● DIRECTIONS FOR THIS TASK: Return exactly the lines of the entries, from the one with "self.refresh(engine);" to the last.

Start of RECORD EXTRACTS

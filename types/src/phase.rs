//! Round phases and the transition table.
//!
//! ```text
//! Ready -> Memorize(1) -> Play(1) -> Memorize(2) -> Play(2) -> Test(1) -> Test(2) -> Complete
//! ```
//!
//! Progression is strictly forward; no phase is revisited.

use std::fmt;

use serde::{Deserialize, Serialize};

/// Which of the two memorized arrangements a phase refers to.
#[derive(Debug, Clone, Copy, PartialEq, Eq, Hash, PartialOrd, Ord, Serialize, Deserialize)]
pub enum Round {
    One,
    Two,
}

impl Round {
    pub const ALL: [Round; 2] = [Round::One, Round::Two];

    #[must_use]
    pub const fn number(self) -> u8 {
        match self {
            Round::One => 1,
            Round::Two => 2,
        }
    }

    #[must_use]
    pub const fn index(self) -> usize {
        match self {
            Round::One => 0,
            Round::Two => 1,
        }
    }
}

impl fmt::Display for Round {
    fn fmt(&self, f: &mut fmt::Formatter<'_>) -> fmt::Result {
        write!(f, "{}", self.number())
    }
}

#[derive(Debug, Clone, Copy, PartialEq, Eq, Hash, Serialize, Deserialize)]
pub enum RoundPhase {
    Ready,
    Memorize(Round),
    Play(Round),
    Test(Round),
    Complete,
}

impl RoundPhase {
    /// Every phase in the order a session visits them.
    pub const SEQUENCE: [RoundPhase; 8] = [
        RoundPhase::Ready,
        RoundPhase::Memorize(Round::One),
        RoundPhase::Play(Round::One),
        RoundPhase::Memorize(Round::Two),
        RoundPhase::Play(Round::Two),
        RoundPhase::Test(Round::One),
        RoundPhase::Test(Round::Two),
        RoundPhase::Complete,
    ];

    /// The phase that follows this one, or `None` at `Complete`.
    #[must_use]
    pub const fn next(self) -> Option<RoundPhase> {
        match self {
            RoundPhase::Ready => Some(RoundPhase::Memorize(Round::One)),
            RoundPhase::Memorize(round) => Some(RoundPhase::Play(round)),
            RoundPhase::Play(Round::One) => Some(RoundPhase::Memorize(Round::Two)),
            RoundPhase::Play(Round::Two) => Some(RoundPhase::Test(Round::One)),
            RoundPhase::Test(Round::One) => Some(RoundPhase::Test(Round::Two)),
            RoundPhase::Test(Round::Two) => Some(RoundPhase::Complete),
            RoundPhase::Complete => None,
        }
    }

    #[must_use]
    pub const fn scored(self) -> Option<ScoredPhase> {
        match self {
            RoundPhase::Play(round) => Some(ScoredPhase::Play(round)),
            RoundPhase::Test(round) => Some(ScoredPhase::Test(round)),
            RoundPhase::Ready | RoundPhase::Memorize(_) | RoundPhase::Complete => None,
        }
    }

    #[must_use]
    pub const fn round(self) -> Option<Round> {
        match self {
            RoundPhase::Memorize(round) | RoundPhase::Play(round) | RoundPhase::Test(round) => {
                Some(round)
            }
            RoundPhase::Ready | RoundPhase::Complete => None,
        }
    }
}

impl fmt::Display for RoundPhase {
    fn fmt(&self, f: &mut fmt::Formatter<'_>) -> fmt::Result {
        match self {
            RoundPhase::Ready => f.write_str("Ready"),
            RoundPhase::Memorize(round) => write!(f, "Memorize {round}"),
            RoundPhase::Play(round) => write!(f, "Play Round {round}"),
            RoundPhase::Test(round) => write!(f, "Test Round {round}"),
            RoundPhase::Complete => f.write_str("Complete"),
        }
    }
}

/// The four phases that produce a score.
#[derive(Debug, Clone, Copy, PartialEq, Eq, Hash, Serialize, Deserialize)]
pub enum ScoredPhase {
    Play(Round),
    Test(Round),
}

impl ScoredPhase {
    /// Fixed reporting order.
    pub const ALL: [ScoredPhase; 4] = [
        ScoredPhase::Play(Round::One),
        ScoredPhase::Play(Round::Two),
        ScoredPhase::Test(Round::One),
        ScoredPhase::Test(Round::Two),
    ];

    #[must_use]
    pub const fn index(self) -> usize {
        match self {
            ScoredPhase::Play(Round::One) => 0,
            ScoredPhase::Play(Round::Two) => 1,
            ScoredPhase::Test(Round::One) => 2,
            ScoredPhase::Test(Round::Two) => 3,
        }
    }

    /// The round whose solution this phase is scored against.
    #[must_use]
    pub const fn round(self) -> Round {
        match self {
            ScoredPhase::Play(round) | ScoredPhase::Test(round) => round,
        }
    }

    #[must_use]
    pub const fn phase(self) -> RoundPhase {
        match self {
            ScoredPhase::Play(round) => RoundPhase::Play(round),
            ScoredPhase::Test(round) => RoundPhase::Test(round),
        }
    }
}

impl fmt::Display for ScoredPhase {
    fn fmt(&self, f: &mut fmt::Formatter<'_>) -> fmt::Result {
        self.phase().fmt(f)
    }
}
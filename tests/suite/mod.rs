mod config;
mod generator;
mod session;
mod snap;
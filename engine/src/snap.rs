//! Drag gestures and snap-to-slot resolution.
//!
//! A gesture is press, any number of moves, then release. Only release
//! commits: the held object moves to the nearest free slot within the snap
//! threshold, or stays where it was. Equal distances resolve to the lowest
//! slot index.

use memento_types::{ObjectId, PlacementError, SLOT_COUNT, Slot};
use tracing::debug;

use crate::placement_state::PlacementState;

/// Pointer-to-anchor distance for every slot, indexed by slot.
#[derive(Debug, Clone, Copy, PartialEq)]
pub struct SlotDistances([f32; SLOT_COUNT]);

impl SlotDistances {
    #[must_use]
    pub const fn new(distances: [f32; SLOT_COUNT]) -> Self {
        Self(distances)
    }

    /// Every slot at the same distance.
    #[must_use]
    pub const fn uniform(distance: f32) -> Self {
        Self([distance; SLOT_COUNT])
    }

    /// Overwrite one slot's distance.
    #[must_use]
    pub const fn with(mut self, slot: Slot, distance: f32) -> Self {
        self.0[slot.index()] = distance;
        self
    }

    #[must_use]
    pub fn get(&self, slot: Slot) -> f32 {
        self.0[slot.index()]
    }
}

#[derive(Debug, Clone, Copy, PartialEq, Eq)]
pub enum ReleaseOutcome {
    /// The object moved to `slot`.
    Snapped {
        object: ObjectId,
        from: Slot,
        slot: Slot,
    },
    /// Nothing free was close enough; the object stays on its committed slot.
    Reverted { object: ObjectId, slot: Slot },
    /// No matching press; nothing changed.
    Ignored,
}

#[derive(Debug, Clone, Copy, PartialEq, Eq)]
struct ActiveDrag {
    object: ObjectId,
    origin: Slot,
}

#[derive(Debug, Clone)]
pub struct DragSnapResolver {
    snap_threshold: f32,
    active: Option<ActiveDrag>,
}

impl DragSnapResolver {
    #[must_use]
    pub fn new(snap_threshold: f32) -> Self {
        Self {
            snap_threshold,
            active: None,
        }
    }

    #[must_use]
    pub fn snap_threshold(&self) -> f32 {
        self.snap_threshold
    }

    #[must_use]
    pub fn active(&self) -> Option<ObjectId> {
        self.active.map(|drag| drag.object)
    }

    /// Start dragging `object`. A second press while a drag is held is
    /// ignored and returns `false`.
    pub fn press(
        &mut self,
        state: &mut PlacementState,
        object: ObjectId,
    ) -> Result<bool, PlacementError> {
        if let Some(active) = self.active {
            debug!(held = %active.object, pressed = %object, "Press ignored, drag in flight");
            return Ok(false);
        }
        let origin = state.get(object)?;
        state.begin_drag(object)?;
        self.active = Some(ActiveDrag { object, origin });
        debug!(object = %object, origin = %origin, "Drag started");
        Ok(true)
    }

    /// Preview the slot a release at these distances would snap to.
    /// Never mutates placement.
    #[must_use]
    pub fn drag_move(
        &self,
        state: &PlacementState,
        object: ObjectId,
        distances: &SlotDistances,
    ) -> Option<Slot> {
        let active = self.active.filter(|drag| drag.object == object)?;
        self.snap_target(state, active.object, distances)
    }

    pub fn release(
        &mut self,
        state: &mut PlacementState,
        object: ObjectId,
        distances: &SlotDistances,
    ) -> Result<ReleaseOutcome, PlacementError> {
        let Some(active) = self.active.filter(|drag| drag.object == object) else {
            debug!(object = %object, "Release without matching press");
            return Ok(ReleaseOutcome::Ignored);
        };
        self.active = None;
        state.end_drag();

        match self.snap_target(state, object, distances) {
            Some(slot) => {
                state.set(object, slot)?;
                debug!(object = %object, from = %active.origin, to = %slot, "Drag committed");
                Ok(ReleaseOutcome::Snapped {
                    object,
                    from: active.origin,
                    slot,
                })
            }
            None => {
                let slot = state.get(object)?;
                debug!(object = %object, slot = %slot, "Drag reverted");
                Ok(ReleaseOutcome::Reverted { object, slot })
            }
        }
    }

    fn snap_target(
        &self,
        state: &PlacementState,
        object: ObjectId,
        distances: &SlotDistances,
    ) -> Option<Slot> {
        nearest_free_slot(state, object, distances)
            .filter(|(_, distance)| *distance <= self.snap_threshold)
            .map(|(slot, _)| slot)
    }
}

/// Closest slot that `object` could occupy. NaN distances never win.
#[must_use]
pub fn nearest_free_slot(
    state: &PlacementState,
    object: ObjectId,
    distances: &SlotDistances,
) -> Option<(Slot, f32)> {
    let mut best: Option<(Slot, f32)> = None;
    for slot in Slot::ALL {
        let distance = distances.get(slot);
        if distance.is_nan() || !state.is_slot_free(slot, Some(object)) {
            continue;
        }
        if best.is_none_or(|(_, closest)| distance < closest) {
            best = Some((slot, distance));
        }
    }
    best
}
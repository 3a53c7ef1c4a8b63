//! Object-to-slot arrangements.
//!
//! A [`Placement`] maps every object to a distinct slot. A [`Solution`] is a
//! placement that lies entirely in the display half and serves as the answer
//! key for one round.

use serde::{Deserialize, Serialize};
use thiserror::Error;

use crate::ids::ObjectId;
use crate::slot::{HALF_SIZE, Slot, SlotError, SlotHalf};

#[derive(Debug, Clone, PartialEq, Eq, Error)]
pub enum PlacementError {
    #[error("placement must hold at least one object")]
    Empty,
    #[error(transparent)]
    InvalidSlot(#[from] SlotError),
    #[error("placement holds {count} objects, at most {max} fit in one half", max = HALF_SIZE)]
    TooManyObjects { count: usize },
    #[error("objects {first} and {second} both occupy slot {slot}")]
    DuplicateSlot {
        slot: Slot,
        first: ObjectId,
        second: ObjectId,
    },
    #[error("unknown object {object} (placement holds {count} objects)")]
    UnknownObject { object: ObjectId, count: usize },
    #[error("slot {slot} is occupied by object {occupant}")]
    Occupied { slot: Slot, occupant: ObjectId },
    #[error("expected a placement of {expected} objects, got {actual}")]
    LengthMismatch { expected: usize, actual: usize },
}

/// Injective mapping `ObjectId -> Slot`, indexed by object.
///
/// # Invariants
///
/// - Holds between 1 and [`HALF_SIZE`] objects
/// - No two objects share a slot
#[derive(Debug, Clone, PartialEq, Eq, Serialize, Deserialize)]
#[serde(try_from = "Vec<Slot>", into = "Vec<Slot>")]
pub struct Placement(Vec<Slot>);

impl Placement {
    pub fn new(slots: Vec<Slot>) -> Result<Self, PlacementError> {
        if slots.is_empty() {
            return Err(PlacementError::Empty);
        }
        if slots.len() > HALF_SIZE {
            return Err(PlacementError::TooManyObjects { count: slots.len() });
        }
        for (i, slot) in slots.iter().enumerate() {
            if let Some(j) = slots[..i].iter().position(|other| other == slot) {
                return Err(PlacementError::DuplicateSlot {
                    slot: *slot,
                    first: ObjectId::new(j as u8),
                    second: ObjectId::new(i as u8),
                });
            }
        }
        Ok(Self(slots))
    }

    /// Build from raw slot indices. Convenience for fixtures and config.
    pub fn from_indices(indices: &[u8]) -> Result<Self, PlacementError> {
        let slots = indices
            .iter()
            .map(|&i| Slot::new(i))
            .collect::<Result<Vec<_>, _>>()?;
        Self::new(slots)
    }

    #[must_use]
    pub fn len(&self) -> usize {
        self.0.len()
    }

    #[must_use]
    pub fn is_empty(&self) -> bool {
        self.0.is_empty()
    }

    #[must_use]
    pub fn slot_of(&self, object: ObjectId) -> Option<Slot> {
        self.0.get(object.index()).copied()
    }

    #[must_use]
    pub fn object_at(&self, slot: Slot) -> Option<ObjectId> {
        self.0
            .iter()
            .position(|s| *s == slot)
            .map(|i| ObjectId::new(i as u8))
    }

    pub fn iter(&self) -> impl Iterator<Item = (ObjectId, Slot)> + '_ {
        self.0
            .iter()
            .enumerate()
            .map(|(i, slot)| (ObjectId::new(i as u8), *slot))
    }

    #[must_use]
    pub fn slots(&self) -> &[Slot] {
        &self.0
    }

    /// Move one object, keeping the mapping injective. Moving an object onto
    /// its own slot is a no-op.
    pub fn relocate(&mut self, object: ObjectId, slot: Slot) -> Result<(), PlacementError> {
        let count = self.len();
        if object.index() >= count {
            return Err(PlacementError::UnknownObject { object, count });
        }
        if let Some(occupant) = self.object_at(slot)
            && occupant != object
        {
            return Err(PlacementError::Occupied { slot, occupant });
        }
        self.0[object.index()] = slot;
        Ok(())
    }

    /// True when every object sits in `half`.
    #[must_use]
    pub fn within(&self, half: SlotHalf) -> bool {
        self.0.iter().all(|slot| half.contains(*slot))
    }

    /// Distinctness rule used when scrambling: every object's equivalence class
    /// differs from its class in `reference`. Lengths must match.
    #[must_use]
    pub fn classes_differ_from(&self, reference: &Placement) -> bool {
        self.len() == reference.len()
            && self
                .0
                .iter()
                .zip(reference.0.iter())
                .all(|(a, b)| a.equivalence_class() != b.equivalence_class())
    }
}

impl TryFrom<Vec<Slot>> for Placement {
    type Error = PlacementError;

    fn try_from(value: Vec<Slot>) -> Result<Self, Self::Error> {
        Self::new(value)
    }
}

impl From<Placement> for Vec<Slot> {
    fn from(value: Placement) -> Self {
        value.0
    }
}

#[derive(Debug, Clone, PartialEq, Eq, Error)]
#[error("solution slot {slot} for object {object} is not a display slot")]
pub struct SolutionError {
    pub object: ObjectId,
    pub slot: Slot,
}

/// The correct display arrangement recorded for one round.
#[derive(Debug, Clone, PartialEq, Eq, Serialize, Deserialize)]
#[serde(try_from = "Placement", into = "Placement")]
pub struct Solution(Placement);

impl Solution {
    pub fn new(placement: Placement) -> Result<Self, SolutionError> {
        if let Some((object, slot)) = placement.iter().find(|(_, slot)| !slot.is_display()) {
            return Err(SolutionError { object, slot });
        }
        Ok(Self(placement))
    }

    #[must_use]
    pub fn placement(&self) -> &Placement {
        &self.0
    }

    #[must_use]
    pub fn slot_of(&self, object: ObjectId) -> Option<Slot> {
        self.0.slot_of(object)
    }

    #[must_use]
    pub fn len(&self) -> usize {
        self.0.len()
    }

    #[must_use]
    pub fn is_empty(&self) -> bool {
        self.0.is_empty()
    }

    /// Count objects whose current slot is a display slot equal to their
    /// recorded slot. Exact equality, not equivalence class.
    #[must_use]
    pub fn score(&self, current: &Placement) -> u8 {
        current
            .iter()
            .filter(|(object, slot)| slot.is_display() && self.slot_of(*object) == Some(*slot))
            .count() as u8
    }
}

impl TryFrom<Placement> for Solution {
    type Error = SolutionError;

    fn try_from(value: Placement) -> Result<Self, Self::Error> {
        Self::new(value)
    }
}

impl From<Solution> for Placement {
    fn from(value: Solution) -> Self {
        value.0
    }
}
//! Interfaces the host reading application provides to the engine.

use crate::sync::progress::ProgressRecord;
use async_trait::async_trait;
use std::time::Duration;
use tokio::net::{TcpStream, lookup_host};

/// What to do when the server's reading position differs from the local one.
#[derive(Debug, Clone, Copy, PartialEq, Eq)]
pub enum ProgressChoice {
    /// Jump to the server's position.
    ApplyRemote,
    /// Stay where the local document is.
    KeepLocal,
}

/// Callbacks into the host application.
pub trait Host: Send + Sync {
    /// Ask the user which reading position to keep.
    fn resolve_progress_conflict(
        &self,
        book_id: &str,
        local: &ProgressRecord,
        remote: &ProgressRecord,
    ) -> ProgressChoice {
        let _ = (book_id, local, remote);
        ProgressChoice::KeepLocal
    }

    /// Show a short status message.
    fn notify(&self, message: &str) {
        tracing::info!("{}", message);
    }
}

/// Host without a user interface: keeps local positions, logs messages.
#[derive(Debug, Default, Clone, Copy)]
pub struct HeadlessHost;

impl Host for HeadlessHost {}

/// Network availability as seen by the host.
#[async_trait]
pub trait Connectivity: Send + Sync {
    /// Whether the server at `server_url` can be reached right now.
    async fn is_online(&self, server_url: &str) -> bool;
}

/// Connectivity that always reports online; failures surface as network
/// errors instead.
#[derive(Debug, Default, Clone, Copy)]
pub struct AlwaysOnline;

#[async_trait]
impl Connectivity for AlwaysOnline {
    async fn is_online(&self, _server_url: &str) -> bool {
        true
    }
}

/// Connectivity check by opening a TCP connection to the server.
#[derive(Debug, Clone, Copy)]
pub struct TcpReachability {
    timeout: Duration,
}

impl TcpReachability {
    /// Create a check with the given connect timeout.
    pub fn new(timeout: Duration) -> Self {
        Self { timeout }
    }
}

/// Resolution and every connect attempt share one deadline.
#[async_trait]
impl Connectivity for TcpReachability {
    async fn is_online(&self, server_url: &str) -> bool {
        let Ok(url) = reqwest::Url::parse(server_url) else {
            return false;
        };
        let (Some(host), Some(port)) = (url.host_str(), url.port_or_known_default()) else {
            return false;
        };
        // IPv6 literals come back bracketed
        let host = host.trim_start_matches('[').trim_end_matches(']');

        let attempt = async {
            let addrs = lookup_host((host, port)).await.ok()?;
            for addr in addrs {
                if TcpStream::connect(addr).await.is_ok() {
                    return Some(addr);
                }
            }
            None
        };

        match tokio::time::timeout(self.timeout, attempt).await {
            Ok(Some(_)) => true,
            Ok(None) => {
                tracing::debug!(host, port, "Server unreachable");
                false
            }
            Err(_) => {
                tracing::debug!(
                    host,
                    port,
                    timeout_ms = self.timeout.as_millis() as u64,
                    "Reachability check timed out"
                );
                false
            }
        }
    }
}

#[cfg(test)]
mod tests {
    use super::*;
    use std::net::TcpListener;

    #[tokio::test]
    async fn tcp_reachability_detects_listening_server() {
        let listener = TcpListener::bind("127.0.0.1:0").unwrap();
        let port = listener.local_addr().unwrap().port();
        let check = TcpReachability::new(Duration::from_millis(500));
        assert!(check.is_online(&format!("http://127.0.0.1:{}", port)).await);
    }

    #[tokio::test]
    async fn tcp_reachability_reports_closed_port() {
        let port = {
            let listener = TcpListener::bind("127.0.0.1:0").unwrap();
            listener.local_addr().unwrap().port()
        };
        let check = TcpReachability::new(Duration::from_millis(500));
        assert!(!check.is_online(&format!("http://127.0.0.1:{}", port)).await);
    }

    #[tokio::test]
    async fn tcp_reachability_rejects_bad_urls() {
        let check = TcpReachability::new(Duration::from_millis(100));
        assert!(!check.is_online("not a url").await);
    }

    #[tokio::test]
    async fn tcp_reachability_is_bounded_by_timeout() {
        // Non-routable address: the connect hangs until the deadline
        let check = TcpReachability::new(Duration::from_millis(200));
        let started = std::time::Instant::now();
        assert!(!check.is_online("http://10.255.255.1:9").await);
        assert!(started.elapsed() < Duration::from_secs(2));
    }
}
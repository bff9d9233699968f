//! Periodic auto-sync.
//!
//! The scheduler holds at most one pending deadline. A cycle runs the
//! library sync followed by the bundle sync and re-arms for the next
//! period, whatever the outcome. Cycles borrow the engine mutably, so they
//! never overlap each other or a manual operation.

use crate::sync::bundle::BundleReport;
use crate::sync::engine::SyncEngine;
use crate::sync::library::LibraryReport;
use std::future::Future;
use std::time::Duration;
use tokio::time::Instant;

/// What one scheduled cycle did.
#[derive(Debug, Clone, PartialEq)]
pub enum CycleOutcome {
    /// Auto-sync is disabled or the session is gone; nothing is re-armed.
    Stopped,
    /// Server unreachable before or during the library phase; re-armed.
    Offline,
    /// Both phases ran.
    Completed {
        /// Library phase report.
        library: LibraryReport,
        /// Bundle phase report, `None` if that phase failed.
        bundles: Option<BundleReport>,
    },
    /// The library phase failed; re-armed.
    Failed(String),
}

/// Single-deadline scheduler.
#[derive(Debug)]
pub struct Scheduler {
    period: Duration,
    due: Option<Instant>,
}

impl Scheduler {
    /// Create an unarmed scheduler.
    pub fn new(period: Duration) -> Self {
        Self { period, due: None }
    }

    /// Whether a cycle is pending.
    pub fn is_armed(&self) -> bool {
        self.due.is_some()
    }

    /// Arm or disarm according to the engine state. Calling this again
    /// while armed keeps the existing deadline, so there is never more than
    /// one pending cycle.
    pub fn refresh(&mut self, engine: &SyncEngine) {
        if !engine.can_auto_sync() {
            if self.due.take().is_some() {
                tracing::info!("Auto-sync stopped");
            }
            return;
        }
        if self.due.is_none() {
            self.arm();
        }
    }

    /// Cancel the pending cycle.
    pub fn stop(&mut self) {
        self.due = None;
    }

    fn arm(&mut self) {
        self.due = Some(Instant::now() + self.period);
        tracing::debug!(period_secs = self.period.as_secs(), "Next sync scheduled");
    }

    /// Run one cycle now.
    pub async fn fire(&mut self, engine: &mut SyncEngine) -> CycleOutcome {
        self.due = None;

        if !engine.can_auto_sync() {
            return CycleOutcome::Stopped;
        }

        let library = match engine.auto_sync().await {
            Ok(Some(report)) => report,
            Ok(None) => {
                self.arm();
                return CycleOutcome::Offline;
            }
            // The connectivity check passed but the server dropped away
            Err(e) if e.is_network() => {
                tracing::info!(error = %e, "Server unreachable, skipping cycle");
                self.arm();
                return CycleOutcome::Offline;
            }
            Err(e) => {
                tracing::warn!(error = %e, "Scheduled library sync failed");
                self.arm();
                return CycleOutcome::Failed(e.to_string());
            }
        };

        let bundles = match engine.sync_all_bundles().await {
            Ok(report) => Some(report),
            Err(e) => {
                tracing::warn!(error = %e, "Scheduled bundle sync failed");
                None
            }
        };

        self.arm();
        CycleOutcome::Completed { library, bundles }
    }

    /// Drive cycles until `shutdown` resolves or auto-sync is turned off.
    pub async fn run(&mut self, engine: &mut SyncEngine, shutdown: impl Future<Output = ()>) {
        tokio::pin!(shutdown);

        self.refresh(engine);
        while let Some(due) = self.due {
            tokio::select! {
                _ = &mut shutdown => {
                    tracing::info!("Scheduler shutting down");
                    self.stop();
                    break;
                }
                _ = tokio::time::sleep_until(due) => {
                    let outcome = self.fire(engine).await;
                    tracing::debug!(?outcome, "Sync cycle finished");
                }
            }
        }
    }
}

End of RECORD EXTRACTS

● SOLUTION TO THIS PROBLEM:
        self.refresh(engine);
        while let Some(due) = self.due {
            tokio::select! {
                _ = &mut shutdown => {
                    tracing::info!("Scheduler shutting down");
                    self.stop();
                    break;
                }
                _ = tokio::time::sleep_until(due) => {
                    let outcome = self.fire(engine).await;
                    tracing::debug!(?outcome, "Sync cycle finished");
                }
            }
        }
    }
}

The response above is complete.